• _How to complete this task_:
An exact copy of every record below is what's needed here.

___

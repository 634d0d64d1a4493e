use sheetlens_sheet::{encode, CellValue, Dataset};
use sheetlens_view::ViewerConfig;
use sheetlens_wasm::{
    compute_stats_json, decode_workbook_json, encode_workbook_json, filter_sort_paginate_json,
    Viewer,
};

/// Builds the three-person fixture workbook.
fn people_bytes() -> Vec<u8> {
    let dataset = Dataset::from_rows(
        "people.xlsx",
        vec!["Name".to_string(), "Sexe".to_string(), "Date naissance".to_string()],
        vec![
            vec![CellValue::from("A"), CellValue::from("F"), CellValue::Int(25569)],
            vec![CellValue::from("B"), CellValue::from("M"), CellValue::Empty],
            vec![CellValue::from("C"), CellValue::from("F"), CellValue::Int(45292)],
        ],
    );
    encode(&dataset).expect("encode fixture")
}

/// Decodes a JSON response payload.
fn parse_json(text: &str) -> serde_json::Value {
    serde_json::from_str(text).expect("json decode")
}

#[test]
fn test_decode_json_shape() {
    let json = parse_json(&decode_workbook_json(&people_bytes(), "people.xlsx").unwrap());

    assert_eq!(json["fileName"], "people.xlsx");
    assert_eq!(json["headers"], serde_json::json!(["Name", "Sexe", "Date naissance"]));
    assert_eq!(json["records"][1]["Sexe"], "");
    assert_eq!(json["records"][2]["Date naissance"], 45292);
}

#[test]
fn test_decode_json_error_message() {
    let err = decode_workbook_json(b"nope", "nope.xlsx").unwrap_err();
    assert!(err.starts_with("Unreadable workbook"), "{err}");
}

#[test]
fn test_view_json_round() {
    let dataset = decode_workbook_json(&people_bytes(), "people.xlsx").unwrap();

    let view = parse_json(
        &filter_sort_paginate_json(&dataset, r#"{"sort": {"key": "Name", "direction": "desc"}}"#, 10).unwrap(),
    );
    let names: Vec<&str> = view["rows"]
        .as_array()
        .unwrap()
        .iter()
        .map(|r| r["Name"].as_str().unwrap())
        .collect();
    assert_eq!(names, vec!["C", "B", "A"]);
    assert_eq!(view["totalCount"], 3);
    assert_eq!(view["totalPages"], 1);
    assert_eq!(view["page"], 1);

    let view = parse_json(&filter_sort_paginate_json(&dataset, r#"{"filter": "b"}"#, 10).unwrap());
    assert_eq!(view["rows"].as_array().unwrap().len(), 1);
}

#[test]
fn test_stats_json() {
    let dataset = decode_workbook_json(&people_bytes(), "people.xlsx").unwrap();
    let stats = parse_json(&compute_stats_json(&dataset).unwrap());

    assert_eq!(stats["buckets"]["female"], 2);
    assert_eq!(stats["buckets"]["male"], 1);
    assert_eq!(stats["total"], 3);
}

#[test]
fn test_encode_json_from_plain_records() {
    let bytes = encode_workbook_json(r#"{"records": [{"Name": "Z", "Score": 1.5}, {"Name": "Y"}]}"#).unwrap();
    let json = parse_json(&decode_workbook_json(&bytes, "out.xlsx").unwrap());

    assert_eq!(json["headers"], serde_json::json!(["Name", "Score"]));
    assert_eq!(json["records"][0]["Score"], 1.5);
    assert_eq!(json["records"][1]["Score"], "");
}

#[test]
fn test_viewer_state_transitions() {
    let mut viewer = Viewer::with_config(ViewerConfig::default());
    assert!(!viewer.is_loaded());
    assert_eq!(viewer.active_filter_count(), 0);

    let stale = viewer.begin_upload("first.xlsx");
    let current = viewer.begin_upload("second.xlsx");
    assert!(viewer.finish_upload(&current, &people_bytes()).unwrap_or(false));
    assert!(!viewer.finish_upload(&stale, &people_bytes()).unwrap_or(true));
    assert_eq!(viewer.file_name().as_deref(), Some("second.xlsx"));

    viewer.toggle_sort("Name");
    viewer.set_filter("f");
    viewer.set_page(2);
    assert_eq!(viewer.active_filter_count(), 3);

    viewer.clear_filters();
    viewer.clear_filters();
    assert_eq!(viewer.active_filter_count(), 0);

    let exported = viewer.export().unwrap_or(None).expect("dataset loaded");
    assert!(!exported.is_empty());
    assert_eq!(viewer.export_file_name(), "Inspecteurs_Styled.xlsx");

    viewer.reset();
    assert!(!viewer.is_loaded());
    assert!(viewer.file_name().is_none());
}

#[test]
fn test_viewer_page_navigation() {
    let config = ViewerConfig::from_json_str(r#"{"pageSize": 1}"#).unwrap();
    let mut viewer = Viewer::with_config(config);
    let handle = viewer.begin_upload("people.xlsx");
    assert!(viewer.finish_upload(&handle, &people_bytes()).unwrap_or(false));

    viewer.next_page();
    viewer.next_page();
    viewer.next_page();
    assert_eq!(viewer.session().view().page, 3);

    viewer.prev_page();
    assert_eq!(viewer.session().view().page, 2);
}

___

• _Solution to the problem_:
repository 634d0d64d1a4493e
use sheetlens_sheet::{encode, CellValue, Dataset};
use sheetlens_view::ViewerConfig;
use sheetlens_wasm::{
    compute_stats_json, decode_workbook_json, encode_workbook_json, filter_sort_paginate_json,
    Viewer,
};

/// Builds the three-person fixture workbook.
fn people_bytes() -> Vec<u8> {
    let dataset = Dataset::from_rows(
        "people.xlsx",
        vec!["Name".to_string(), "Sexe".to_string(), "Date naissance".to_string()],
        vec![
            vec![CellValue::from("A"), CellValue::from("F"), CellValue::Int(25569)],
            vec![CellValue::from("B"), CellValue::from("M"), CellValue::Empty],
            vec![CellValue::from("C"), CellValue::from("F"), CellValue::Int(45292)],
        ],
    );
    encode(&dataset).expect("encode fixture")
}

/// Decodes a JSON response payload.
fn parse_json(text: &str) -> serde_json::Value {
    serde_json::from_str(text).expect("json decode")
}

#[test]
fn test_decode_json_shape() {
    let json = parse_json(&decode_workbook_json(&people_bytes(), "people.xlsx").unwrap());

    assert_eq!(json["fileName"], "people.xlsx");
    assert_eq!(json["headers"], serde_json::json!(["Name", "Sexe", "Date naissance"]));
    assert_eq!(json["records"][1]["Sexe"], "");
    assert_eq!(json["records"][2]["Date naissance"], 45292);
}

#[test]
fn test_decode_json_error_message() {
    let err = decode_workbook_json(b"nope", "nope.xlsx").unwrap_err();
    assert!(err.starts_with("Unreadable workbook"), "{err}");
}

#[test]
fn test_view_json_round() {
    let dataset = decode_workbook_json(&people_bytes(), "people.xlsx").unwrap();

    let view = parse_json(
        &filter_sort_paginate_json(&dataset, r#"{"sort": {"key": "Name", "direction": "desc"}}"#, 10).unwrap(),
    );
    let names: Vec<&str> = view["rows"]
        .as_array()
        .unwrap()
        .iter()
        .map(|r| r["Name"].as_str().unwrap())
        .collect();
    assert_eq!(names, vec!["C", "B", "A"]);
    assert_eq!(view["totalCount"], 3);
    assert_eq!(view["totalPages"], 1);
    assert_eq!(view["page"], 1);

    let view = parse_json(&filter_sort_paginate_json(&dataset, r#"{"filter": "b"}"#, 10).unwrap());
    assert_eq!(view["rows"].as_array().unwrap().len(), 1);
}

#[test]
fn test_stats_json() {
    let dataset = decode_workbook_json(&people_bytes(), "people.xlsx").unwrap();
    let stats = parse_json(&compute_stats_json(&dataset).unwrap());

    assert_eq!(stats["buckets"]["female"], 2);
    assert_eq!(stats["buckets"]["male"], 1);
    assert_eq!(stats["total"], 3);
}

#[test]
fn test_encode_json_from_plain_records() {
    let bytes = encode_workbook_json(r#"{"records": [{"Name": "Z", "Score": 1.5}, {"Name": "Y"}]}"#).unwrap();
    let json = parse_json(&decode_workbook_json(&bytes, "out.xlsx").unwrap());

    assert_eq!(json["headers"], serde_json::json!(["Name", "Score"]));
    assert_eq!(json["records"][0]["Score"], 1.5);
    assert_eq!(json["records"][1]["Score"], "");
}

#[test]
fn test_viewer_state_transitions() {
    let mut viewer = Viewer::with_config(ViewerConfig::default());
    assert!(!viewer.is_loaded());
    assert_eq!(viewer.active_filter_count(), 0);

    let stale = viewer.begin_upload("first.xlsx");
    let current = viewer.begin_upload("second.xlsx");
    assert!(viewer.finish_upload(&current, &people_bytes()).unwrap_or(false));
    assert!(!viewer.finish_upload(&stale, &people_bytes()).unwrap_or(true));
    assert_eq!(viewer.file_name().as_deref(), Some("second.xlsx"));

    viewer.toggle_sort("Name");
    viewer.set_filter("f");
    viewer.set_page(2);
    assert_eq!(viewer.active_filter_count(), 3);

    viewer.clear_filters();
    viewer.clear_filters();
    assert_eq!(viewer.active_filter_count(), 0);

    let exported = viewer.export().unwrap_or(None).expect("dataset loaded");
    assert!(!exported.is_empty());
    assert_eq!(viewer.export_file_name(), "Inspecteurs_Styled.xlsx");

    viewer.reset();
    assert!(!viewer.is_loaded());
    assert!(viewer.file_name().is_none());
}

#[test]
fn test_viewer_page_navigation() {
    let config = ViewerConfig::from_json_str(r#"{"pageSize": 1}"#).unwrap();
    let mut viewer = Viewer::with_config(config);
    let handle = viewer.begin_upload("people.xlsx");
    assert!(viewer.finish_upload(&handle, &people_bytes()).unwrap_or(false));

    viewer.next_page();
    viewer.next_page();
    viewer.next_page();
    assert_eq!(viewer.session().view().page, 3);

    viewer.prev_page();
    assert_eq!(viewer.session().view().page, 2);
}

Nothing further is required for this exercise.